Quant à la localisation par Inmarsat de la phase finale du vol dans l’Océan Indien, elle est corroborée par la découverte d’un morceau d’aile du MH370 (le flaperon droit, qui a pu être authentifié formellement par la DGA française) sur une plage de la Réunion et par quelques autres débris ayant pu également être authentifiés et retrouvés au Mozambique, à Maurice, en Afrique du Sud ou à Madagascar.
Pourtant, cela n’a pas découragé les adeptes de la théorie du grand complot international dont certains ont suggéré que les débris en question avaient été prélevés ailleurs et déposés secrètement sur les plages où on les a trouvés.

Arrivé à ce niveau de délire conspirationniste, on est face à des croyances du même type que celles des sectes religieuses les plus obscurantistes, ou celle de certains anti-vaccins convaincus que sous couvert de vaccination contre le Covid-19 les autorités veulent leur injecter des puces de téléphonie 5G, et il ne sert à rien d’essayer de les convaincre qu’ils font erreur.

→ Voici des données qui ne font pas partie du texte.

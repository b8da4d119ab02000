//! 成绩复查实体

use sea_orm::entity::prelude::*;

#[derive(Clone, Debug, PartialEq, DeriveEntityModel)]
#[sea_orm(table_name = "review_compositions")]
pub struct Model {
    #[sea_orm(primary_key)]
    pub id: i64,
    /// 每条学生成绩最多一条复查
    #[sea_orm(unique)]
    pub student_composition_id: i64,
    pub grade_id: i64,
    pub current_grade: f64,
    pub expected_grade: f64,
    pub explanation: String,
    pub status: String,
    pub final_grade: Option<f64>,
    pub created_at: i64,
    pub updated_at: i64,
}

#[derive(Copy, Clone, Debug, EnumIter, DeriveRelation)]
pub enum Relation {
    #[sea_orm(
        belongs_to = "super::student_compositions::Entity",
        from = "Column::StudentCompositionId",
        to = "super::student_compositions::Column::Id"
    )]
    StudentComposition,
    #[sea_orm(has_many = "super::comment_reviews::Entity")]
    CommentReviews,
}

impl Related<super::student_compositions::Entity> for Entity {
    fn to() -> RelationDef {
        Relation::StudentComposition.def()
    }
}

impl Related<super::comment_reviews::Entity> for Entity {
    fn to() -> RelationDef {
        Relation::CommentReviews.def()
    }
}

impl ActiveModelBehavior for ActiveModel {}

// 从数据库模型转换为业务模型
impl Model {
    pub fn into_review(self) -> crate::models::reviews::entities::Review {
        use crate::models::reviews::entities::{Review, ReviewStatus};

        Review {
            id: self.id,
            student_composition_id: self.student_composition_id,
            grade_id: self.grade_id,
            current_grade: self.current_grade,
            expected_grade: self.expected_grade,
            explanation: self.explanation,
            status: self
                .status
                .parse::<ReviewStatus>()
                .unwrap_or(ReviewStatus::Pending),
            final_grade: self.final_grade,
            created_at: super::to_datetime(self.created_at),
            updated_at: super::to_datetime(self.updated_at),
        }
    }
}
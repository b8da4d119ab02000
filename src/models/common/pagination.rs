use serde::{Deserialize, Serialize};
use ts_rs::TS;

// 分页查询参数
#[derive(Debug, Clone, Deserialize, TS)]
#[ts(export, export_to = "../frontend/src/types/generated/pagination.ts")]
pub struct PaginationQuery {
    #[serde(
        default = "default_page",
        deserialize_with = "deserialize_string_to_i64"
    )]
    pub page: i64,
    #[serde(
        default = "default_size",
        deserialize_with = "deserialize_string_to_i64"
    )]
    pub size: i64,
}

// 分页响应信息
#[derive(Debug, Clone, Serialize, Deserialize, TS)]
#[serde(rename_all = "camelCase")]
#[ts(export, export_to = "../frontend/src/types/generated/pagination.ts")]
pub struct PaginationInfo {
    pub page: i64,
    pub page_size: i64,
    pub total: i64,
    pub total_pages: i64,
}

// 自定义反序列化函数，支持字符串到i64的转换
fn deserialize_string_to_i64<'de, D>(deserializer: D) -> Result<i64, D::Error>
where
    D: serde::Deserializer<'de>,
{
    use serde::de::{Error, Unexpected, Visitor};
    use std::fmt;

    struct I64Visitor;

    impl<'de> Visitor<'de> for I64Visitor {
        type Value = i64;

        fn expecting(&self, formatter: &mut fmt::Formatter) -> fmt::Result {
            formatter.write_str("an integer or a string containing an integer")
        }

        fn visit_i64<E>(self, value: i64) -> Result<Self::Value, E>
        where
            E: Error,
        {
            Ok(value)
        }

        fn visit_u64<E>(self, value: u64) -> Result<Self::Value, E>
        where
            E: Error,
        {
            if value <= i64::MAX as u64 {
                Ok(value as i64)
            } else {
                Err(Error::invalid_value(Unexpected::Unsigned(value), &self))
            }
        }

        fn visit_str<E>(self, value: &str) -> Result<Self::Value, E>
        where
            E: Error,
        {
            value
                .parse()
                .map_err(|_| Error::invalid_value(Unexpected::Str(value), &self))
        }
    }

    deserializer.deserialize_any(I64Visitor)
}

fn default_page() -> i64 {
    1
}

fn default_size() -> i64 {
    10
}

impl Default for PaginationQuery {
    fn default() -> Self {
        Self { page: 1, size: 10 }
    }
}

impl PaginationQuery {
    /// 规范化后的页码与每页数量（页码从 1 开始，每页 1..=100）
    pub fn normalized(&self) -> (u64, u64) {
        (self.page.max(1) as u64, self.size.clamp(1, 100) as u64)
    }
}

#[cfg(test)]
mod tests {
    use super::*;

    #[test]
    fn test_query_accepts_string_numbers() {
        let query = actix_web::web::Query::<PaginationQuery>::from_query("page=3&size=20")
            .unwrap()
            .into_inner();
        assert_eq!(query.page, 3);
        assert_eq!(query.size, 20);
    }

    #[test]
    fn test_query_defaults_and_clamping() {
        let query = actix_web::web::Query::<PaginationQuery>::from_query("")
            .unwrap()
            .into_inner();
        assert_eq!(query.normalized(), (1, 10));

        let query = PaginationQuery { page: -2, size: 1000 };
        assert_eq!(query.normalized(), (1, 100));
    }
}
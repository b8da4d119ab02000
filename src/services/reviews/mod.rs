//! 成绩复查
//!
//! 每条学生成绩最多一条复查，状态只会从 `pending` 变为 `finalized`。
//! 学生通过自己在班级中的学号定位成绩；教师可以查看并确定班级内所有复查。

pub mod comments;
pub mod create;
pub mod finalize;
pub mod query;

use actix_web::{HttpRequest, HttpResponse, Result as ActixResult};
use std::sync::Arc;

use crate::errors::{GradebookError, Result};
use crate::models::{
    grades::entities::StudentComposition,
    reviews::{
        entities::Review,
        requests::{CreateReviewRequest, FinalizeReviewRequest, PostCommentRequest, ReviewQuery},
    },
    users::entities::{User, UserRole},
};
use crate::services::grades::check_grade_in_class;
use crate::storage::Storage;

pub struct ReviewService {
    storage: Option<Arc<dyn Storage>>,
}

impl ReviewService {
    pub fn new_lazy() -> Self {
        Self { storage: None }
    }

    pub(crate) fn get_storage(&self, request: &HttpRequest) -> Result<Arc<dyn Storage>> {
        match &self.storage {
            Some(storage) => Ok(storage.clone()),
            None => super::storage_from_request(request),
        }
    }

    // 学生申请复查
    pub async fn create_review(
        &self,
        request: &HttpRequest,
        class_id: i64,
        body: CreateReviewRequest,
    ) -> ActixResult<HttpResponse> {
        create::handle_create_review(self, request, class_id, body).await
    }

    // 学生查看自己某个成绩组成的复查
    pub async fn get_student_review(
        &self,
        request: &HttpRequest,
        query: ReviewQuery,
    ) -> ActixResult<HttpResponse> {
        query::handle_get_student_review(self, request, query).await
    }

    // 教师查看班级复查列表
    pub async fn list_reviews(
        &self,
        request: &HttpRequest,
        query: ReviewQuery,
    ) -> ActixResult<HttpResponse> {
        query::handle_list_reviews(self, request, query).await
    }

    pub async fn post_comment(
        &self,
        request: &HttpRequest,
        class_id: i64,
        body: PostCommentRequest,
    ) -> ActixResult<HttpResponse> {
        comments::handle_post_comment(self, request, class_id, body).await
    }

    pub async fn get_comments(
        &self,
        request: &HttpRequest,
        query: ReviewQuery,
    ) -> ActixResult<HttpResponse> {
        comments::handle_get_comments(self, request, query).await
    }

    // 教师确定最终成绩
    pub async fn make_review_final(
        &self,
        request: &HttpRequest,
        class_id: i64,
        body: FinalizeReviewRequest,
    ) -> ActixResult<HttpResponse> {
        finalize::handle_make_review_final(self, request, class_id, body).await
    }
}

/// 复查详情页地址，随通知下发
pub(crate) fn review_url(class_id: i64, grade_id: i64, review_id: i64) -> String {
    format!("/review?class_id={class_id}&grade_id={grade_id}&review_id={review_id}")
}

/// 通过学生在班级中的学号定位其某个成绩组成的得分
pub(crate) async fn resolve_student_composition(
    storage: &Arc<dyn Storage>,
    user_id: i64,
    class_id: i64,
    grade_id: i64,
) -> Result<StudentComposition> {
    let student_id = storage
        .get_class_user(user_id, class_id)
        .await?
        .and_then(|m| m.student_id)
        .ok_or_else(|| GradebookError::not_found("Student ID not found in this class"))?;

    check_grade_in_class(storage, class_id, grade_id).await?;

    storage
        .get_student_composition(grade_id, &student_id)
        .await?
        .ok_or_else(|| GradebookError::not_found("Grade not found for this student"))
}

/// 确认复查属于该班级的该成绩组成，并且当前用户有权查看
///
/// 教师和管理员可以访问班级内任意复查，学生只能访问自己的复查。
/// 返回复查及其对应的学生成绩。
pub(crate) async fn load_accessible_review(
    storage: &Arc<dyn Storage>,
    user: &User,
    class_id: i64,
    grade_id: i64,
    review_id: i64,
) -> Result<(Review, StudentComposition)> {
    check_grade_in_class(storage, class_id, grade_id).await?;

    let review = storage
        .get_review_by_id(review_id)
        .await?
        .filter(|review| review.grade_id == grade_id)
        .ok_or_else(|| GradebookError::not_found("Review not found"))?;
    let student_composition = storage
        .get_student_composition_by_id(review.student_composition_id)
        .await?
        .filter(|sc| sc.class_id == class_id)
        .ok_or_else(|| GradebookError::not_found("Review not found"))?;

    if user.role != UserRole::Admin {
        let member = storage
            .get_class_user(user.id, class_id)
            .await?
            .ok_or_else(|| GradebookError::authorization("No permission for this class"))?;
        let owns_review = member.student_id.as_deref() == Some(&student_composition.student_id);
        if !member.is_teacher() && !owns_review {
            return Err(GradebookError::authorization(
                "No permission for this review",
            ));
        }
    }

    Ok((review, student_composition))
}
use sea_orm_migration::prelude::*;

#[derive(DeriveMigrationName)]
pub struct Migration;

#[async_trait::async_trait]
impl MigrationTrait for Migration {
    async fn up(&self, manager: &SchemaManager) -> Result<(), DbErr> {
        // 创建用户表
        manager
            .create_table(
                Table::create()
                    .table(Users::Table)
                    .if_not_exists()
                    .col(
                        ColumnDef::new(Users::Id)
                            .big_integer()
                            .not_null()
                            .auto_increment()
                            .primary_key(),
                    )
                    .col(
                        ColumnDef::new(Users::Email)
                            .string()
                            .not_null()
                            .unique_key(),
                    )
                    .col(ColumnDef::new(Users::Fullname).string().not_null())
                    .col(ColumnDef::new(Users::PasswordHash).string().null())
                    .col(ColumnDef::new(Users::ImgUrl).string().null())
                    .col(ColumnDef::new(Users::FacebookId).string().null().unique_key())
                    .col(ColumnDef::new(Users::GoogleId).string().null().unique_key())
                    .col(ColumnDef::new(Users::Role).string().not_null())
                    .col(
                        ColumnDef::new(Users::IsVerified)
                            .boolean()
                            .not_null()
                            .default(false),
                    )
                    .col(ColumnDef::new(Users::CreatedAt).big_integer().not_null())
                    .col(ColumnDef::new(Users::UpdatedAt).big_integer().not_null())
                    .to_owned(),
            )
            .await?;

        // 创建班级表
        manager
            .create_table(
                Table::create()
                    .table(Classes::Table)
                    .if_not_exists()
                    .col(
                        ColumnDef::new(Classes::Id)
                            .big_integer()
                            .not_null()
                            .auto_increment()
                            .primary_key(),
                    )
                    .col(ColumnDef::new(Classes::OwnerId).big_integer().not_null())
                    .col(ColumnDef::new(Classes::Name).string().not_null())
                    .col(ColumnDef::new(Classes::Title).string().not_null())
                    .col(ColumnDef::new(Classes::Description).text().null())
                    .col(ColumnDef::new(Classes::Subject).string().null())
                    .col(ColumnDef::new(Classes::CreatedAt).big_integer().not_null())
                    .col(ColumnDef::new(Classes::UpdatedAt).big_integer().not_null())
                    .foreign_key(
                        ForeignKey::create()
                            .from(Classes::Table, Classes::OwnerId)
                            .to(Users::Table, Users::Id)
                            .on_delete(ForeignKeyAction::Cascade),
                    )
                    .to_owned(),
            )
            .await?;

        // 创建班级成员表
        manager
            .create_table(
                Table::create()
                    .table(UserClasses::Table)
                    .if_not_exists()
                    .col(
                        ColumnDef::new(UserClasses::Id)
                            .big_integer()
                            .not_null()
                            .auto_increment()
                            .primary_key(),
                    )
                    .col(ColumnDef::new(UserClasses::UserId).big_integer().not_null())
                    .col(ColumnDef::new(UserClasses::ClassId).big_integer().not_null())
                    .col(ColumnDef::new(UserClasses::Role).string().not_null())
                    .col(ColumnDef::new(UserClasses::StudentId).string().null())
                    .col(
                        ColumnDef::new(UserClasses::JoinedAt)
                            .big_integer()
                            .not_null(),
                    )
                    .foreign_key(
                        ForeignKey::create()
                            .from(UserClasses::Table, UserClasses::UserId)
                            .to(Users::Table, Users::Id)
                            .on_delete(ForeignKeyAction::Cascade),
                    )
                    .foreign_key(
                        ForeignKey::create()
                            .from(UserClasses::Table, UserClasses::ClassId)
                            .to(Classes::Table, Classes::Id)
                            .on_delete(ForeignKeyAction::Cascade),
                    )
                    .to_owned(),
            )
            .await?;

        // 创建索引
        manager
            .create_index(
                Index::create()
                    .if_not_exists()
                    .name("idx_classes_owner_id")
                    .table(Classes::Table)
                    .col(Classes::OwnerId)
                    .to_owned(),
            )
            .await?;

        // 同一用户在同一班级只能有一条成员记录
        manager
            .create_index(
                Index::create()
                    .if_not_exists()
                    .name("idx_user_classes_user_class")
                    .table(UserClasses::Table)
                    .col(UserClasses::UserId)
                    .col(UserClasses::ClassId)
                    .unique()
                    .to_owned(),
            )
            .await?;

        manager
            .create_index(
                Index::create()
                    .if_not_exists()
                    .name("idx_user_classes_class_id")
                    .table(UserClasses::Table)
                    .col(UserClasses::ClassId)
                    .to_owned(),
            )
            .await?;

        Ok(())
    }

    async fn down(&self, manager: &SchemaManager) -> Result<(), DbErr> {
        manager
            .drop_table(Table::drop().table(UserClasses::Table).to_owned())
            .await?;
        manager
            .drop_table(Table::drop().table(Classes::Table).to_owned())
            .await?;
        manager
            .drop_table(Table::drop().table(Users::Table).to_owned())
            .await?;
        Ok(())
    }
}

#[derive(DeriveIden)]
pub(crate) enum Users {
    #[sea_orm(iden = "users")]
    Table,
    Id,
    Email,
    Fullname,
    PasswordHash,
    ImgUrl,
    FacebookId,
    GoogleId,
    Role,
    IsVerified,
    CreatedAt,
    UpdatedAt,
}

#[derive(DeriveIden)]
pub(crate) enum Classes {
    #[sea_orm(iden = "classes")]
    Table,
    Id,
    OwnerId,
    Name,
    Title,
    Description,
    Subject,
    CreatedAt,
    UpdatedAt,
}

#[derive(DeriveIden)]
enum UserClasses {
    #[sea_orm(iden = "user_classes")]
    Table,
    Id,
    UserId,
    ClassId,
    Role,
    StudentId,
    JoinedAt,
}
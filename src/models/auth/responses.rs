use serde::Serialize;
use ts_rs::TS;

// 注册/登录响应
#[derive(Debug, Serialize, TS)]
#[serde(rename_all = "camelCase")]
#[ts(export, export_to = "../frontend/src/types/generated/auth.ts")]
pub struct AuthResponse {
    pub user_id: i64,
    pub email: String,
    pub fullname: String,
    pub access_token: String,
    pub refresh_token: String,
}

#[derive(Debug, Serialize, TS)]
#[serde(rename_all = "camelCase")]
#[ts(export, export_to = "../frontend/src/types/generated/auth.ts")]
pub struct RequestTokenResponse {
    pub access_token: String,
}

/// OAuth 登录结果，随回跳地址交给前端
#[derive(Debug, Clone, PartialEq)]
pub struct OAuthTokens {
    pub access_token: String,
    pub refresh_token: String,
    pub user_id: i64,
}
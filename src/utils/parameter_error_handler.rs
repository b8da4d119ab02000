use actix_web::{Error, HttpRequest, error::JsonPayloadError, error::QueryPayloadError};
use tracing::debug;

use crate::errors::GradebookError;

/// JSON 请求体解析失败时返回统一的 400 错误
pub fn json_error_handler(err: JsonPayloadError, req: &HttpRequest) -> Error {
    debug!("JSON payload error on {}: {}", req.path(), err);
    let message = match &err {
        JsonPayloadError::ContentType => "Content type must be application/json".to_string(),
        JsonPayloadError::Overflow { .. } | JsonPayloadError::OverflowKnownLength { .. } => {
            "Request body is too large".to_string()
        }
        JsonPayloadError::Deserialize(e) => format!("Invalid request body: {e}"),
        _ => "Invalid request body".to_string(),
    };
    GradebookError::bad_request(message).into()
}

/// 查询参数解析失败时返回统一的 400 错误
pub fn query_error_handler(err: QueryPayloadError, req: &HttpRequest) -> Error {
    debug!("Query error on {}: {}", req.path(), err);
    let message = match &err {
        QueryPayloadError::Deserialize(e) => format!("Invalid query parameters: {e}"),
        _ => "Invalid query parameters".to_string(),
    };
    GradebookError::bad_request(message).into()
}
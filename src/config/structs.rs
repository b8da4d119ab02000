use serde::{Deserialize, Serialize};

/// 应用配置结构体
///
/// 每个配置段都有默认值，没有配置文件时服务也能以开发模式启动。
#[derive(Debug, Clone, Default, Serialize, Deserialize)]
#[serde(default)]
pub struct AppConfig {
    pub app: AppSettings,
    pub server: ServerConfig,
    pub jwt: JwtConfig,
    pub argon2: Argon2Config,
    pub database: DatabaseConfig,
    pub cache: CacheConfig,
    pub cors: CorsConfig,
    pub oauth: OAuthConfig,
    pub mail: MailConfig,
}

/// 应用设置
#[derive(Debug, Clone, Serialize, Deserialize)]
#[serde(default)]
pub struct AppSettings {
    pub system_name: String,
    pub environment: String,
    pub log_level: String,
    /// 前端地址，用于邮件链接和 OAuth 回跳
    pub client_url: String,
}

impl Default for AppSettings {
    fn default() -> Self {
        Self {
            system_name: "Gradebook".to_string(),
            environment: "development".to_string(),
            log_level: "info".to_string(),
            client_url: "http://localhost:3000".to_string(),
        }
    }
}

/// 服务器配置
#[derive(Debug, Clone, Serialize, Deserialize)]
#[serde(default)]
pub struct ServerConfig {
    pub host: String,
    pub port: u16,
    pub unix_socket_path: String,
    pub workers: usize,
    pub max_workers: usize,
    pub timeouts: TimeoutConfig,
    pub limits: LimitConfig,
}

impl Default for ServerConfig {
    fn default() -> Self {
        Self {
            host: "127.0.0.1".to_string(),
            port: 8080,
            unix_socket_path: String::new(),
            workers: 0,
            max_workers: 16,
            timeouts: TimeoutConfig::default(),
            limits: LimitConfig::default(),
        }
    }
}

/// 超时配置
#[derive(Debug, Clone, Serialize, Deserialize)]
#[serde(default)]
pub struct TimeoutConfig {
    pub client_request: u64,
    pub client_disconnect: u64,
    pub keep_alive: u64,
}

impl Default for TimeoutConfig {
    fn default() -> Self {
        Self {
            client_request: 5000,
            client_disconnect: 1000,
            keep_alive: 30,
        }
    }
}

/// 限制配置
#[derive(Debug, Clone, Serialize, Deserialize)]
#[serde(default)]
pub struct LimitConfig {
    pub max_payload_size: usize,
}

impl Default for LimitConfig {
    fn default() -> Self {
        Self {
            max_payload_size: 1024 * 1024,
        }
    }
}

/// JWT 配置
#[derive(Debug, Clone, Serialize, Deserialize)]
#[serde(default)]
pub struct JwtConfig {
    #[serde(skip_serializing)] // 不序列化到JSON响应中
    pub secret: String,
    /// 分钟
    pub access_token_expiry: i64,
    /// 天
    pub refresh_token_expiry: i64,
    /// 分钟
    pub reset_token_expiry: i64,
    /// 小时
    pub verify_token_expiry: i64,
    /// 天
    pub invite_token_expiry: i64,
}

impl Default for JwtConfig {
    fn default() -> Self {
        Self {
            secret: "gradebook-development-secret".to_string(),
            access_token_expiry: 15,
            refresh_token_expiry: 7,
            reset_token_expiry: 30,
            verify_token_expiry: 24,
            invite_token_expiry: 7,
        }
    }
}

/// Argon2 密码哈希参数
#[derive(Debug, Clone, Serialize, Deserialize)]
#[serde(default)]
pub struct Argon2Config {
    pub memory_cost: u32, // KiB
    pub time_cost: u32,
    pub parallelism: u32,
}

impl Default for Argon2Config {
    fn default() -> Self {
        Self {
            memory_cost: 19456,
            time_cost: 2,
            parallelism: 1,
        }
    }
}

/// 数据库配置
#[derive(Debug, Clone, Serialize, Deserialize)]
#[serde(default)]
pub struct DatabaseConfig {
    pub url: String,    // 数据库连接 URL（从 scheme 自动推断类型）
    pub pool_size: u32, // 连接池大小
    pub timeout: u64,   // 连接超时 (秒)
}

impl Default for DatabaseConfig {
    fn default() -> Self {
        Self {
            url: "gradebook.db".to_string(),
            pool_size: 10,
            timeout: 30,
        }
    }
}

/// 缓存配置
#[derive(Debug, Clone, Serialize, Deserialize)]
#[serde(default)]
pub struct CacheConfig {
    #[serde(rename = "type")]
    pub cache_type: String,
    pub default_ttl: u64,
    pub redis: RedisConfig,
    pub memory: MemoryConfig,
}

impl Default for CacheConfig {
    fn default() -> Self {
        Self {
            cache_type: "moka".to_string(),
            default_ttl: 3600,
            redis: RedisConfig::default(),
            memory: MemoryConfig::default(),
        }
    }
}

/// Redis 配置
#[derive(Debug, Clone, Serialize, Deserialize)]
#[serde(default)]
pub struct RedisConfig {
    pub url: String,
    pub key_prefix: String,
}

impl Default for RedisConfig {
    fn default() -> Self {
        Self {
            url: "redis://127.0.0.1:6379".to_string(),
            key_prefix: "gradebook:".to_string(),
        }
    }
}

/// 内存缓存配置
#[derive(Debug, Clone, Serialize, Deserialize)]
#[serde(default)]
pub struct MemoryConfig {
    pub max_capacity: u64,
}

impl Default for MemoryConfig {
    fn default() -> Self {
        Self {
            max_capacity: 10_000,
        }
    }
}

/// CORS 配置
#[derive(Debug, Clone, Serialize, Deserialize)]
#[serde(default)]
pub struct CorsConfig {
    pub allowed_origins: Vec<String>,
    pub max_age: usize,
}

impl Default for CorsConfig {
    fn default() -> Self {
        Self {
            allowed_origins: Vec::new(),
            max_age: 3600,
        }
    }
}

/// OAuth 配置
#[derive(Debug, Clone, Serialize, Deserialize)]
#[serde(default)]
pub struct OAuthConfig {
    pub facebook: OAuthClientConfig,
    pub google: OAuthClientConfig,
    /// state 在缓存中的有效期（秒）
    pub state_ttl: u64,
}

impl Default for OAuthConfig {
    fn default() -> Self {
        Self {
            facebook: OAuthClientConfig::default(),
            google: OAuthClientConfig::default(),
            state_ttl: 600,
        }
    }
}

#[derive(Debug, Clone, Default, Serialize, Deserialize)]
#[serde(default)]
pub struct OAuthClientConfig {
    pub client_id: String,
    #[serde(skip_serializing)]
    pub client_secret: String,
    pub callback_url: String,
}

impl OAuthClientConfig {
    pub fn is_configured(&self) -> bool {
        !self.client_id.is_empty() && !self.client_secret.is_empty()
    }
}

/// 邮件配置
#[derive(Debug, Clone, Serialize, Deserialize)]
#[serde(default)]
pub struct MailConfig {
    pub from: String,
}

impl Default for MailConfig {
    fn default() -> Self {
        Self {
            from: "no-reply@gradebook.local".to_string(),
        }
    }
}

Du fait de l’inadaptation des données Inmarsat à localiser précisément l’avion (mais rappelons qu’elles n’étaient pas conçues pour cela) on peut évidemment se demander pourquoi les longs courriers ne sont toujours pas équipés d’un mécanisme ininterruptible de localisation qui éviterait que des avions disparaissent sans que l’on sache précisément où ils se trouvaient.
La perte du MH370 a enfin décidé l’Organisation de l’Aviation Civile Internationale (OACI) à imposer fin 2018 le transfert des informations de position de l’avion vers la compagnie d’exploitation au maximum toutes les 15 minutes lorsque l’avion n’est plus sous couverture radar. C’est un petit progrès, mais s’agissant de liaisons de données dont le fonctionnement est contrôlé depuis le cockpit, rien n’empêcherait des gens malintentionnés prenant le contrôle d’un avion de ligne de le désactiver : toutes les leçons de la disparition du MH370 n’ont donc malheureusement pas été tirées.
La seule solution efficace serait que ces émissions soient gérées indépendamment du poste de pilotage par un boîtier installé à proximité de l’antenne satellite, alimenté en données de position par son propre récepteur GNSS (GPS+Galileo+Glonass) et muni d’une batterie-tampon capable d’assurer plusieurs heures de fonctionnement en cas de coupure de l’alimentation électrique. Mais on peut parier que face à ce genre de proposition les compagnies aériennes renâcleraient devant le coût du rétrofit et préféreraient continuer de risquer une disparition d’avion de temps à autre...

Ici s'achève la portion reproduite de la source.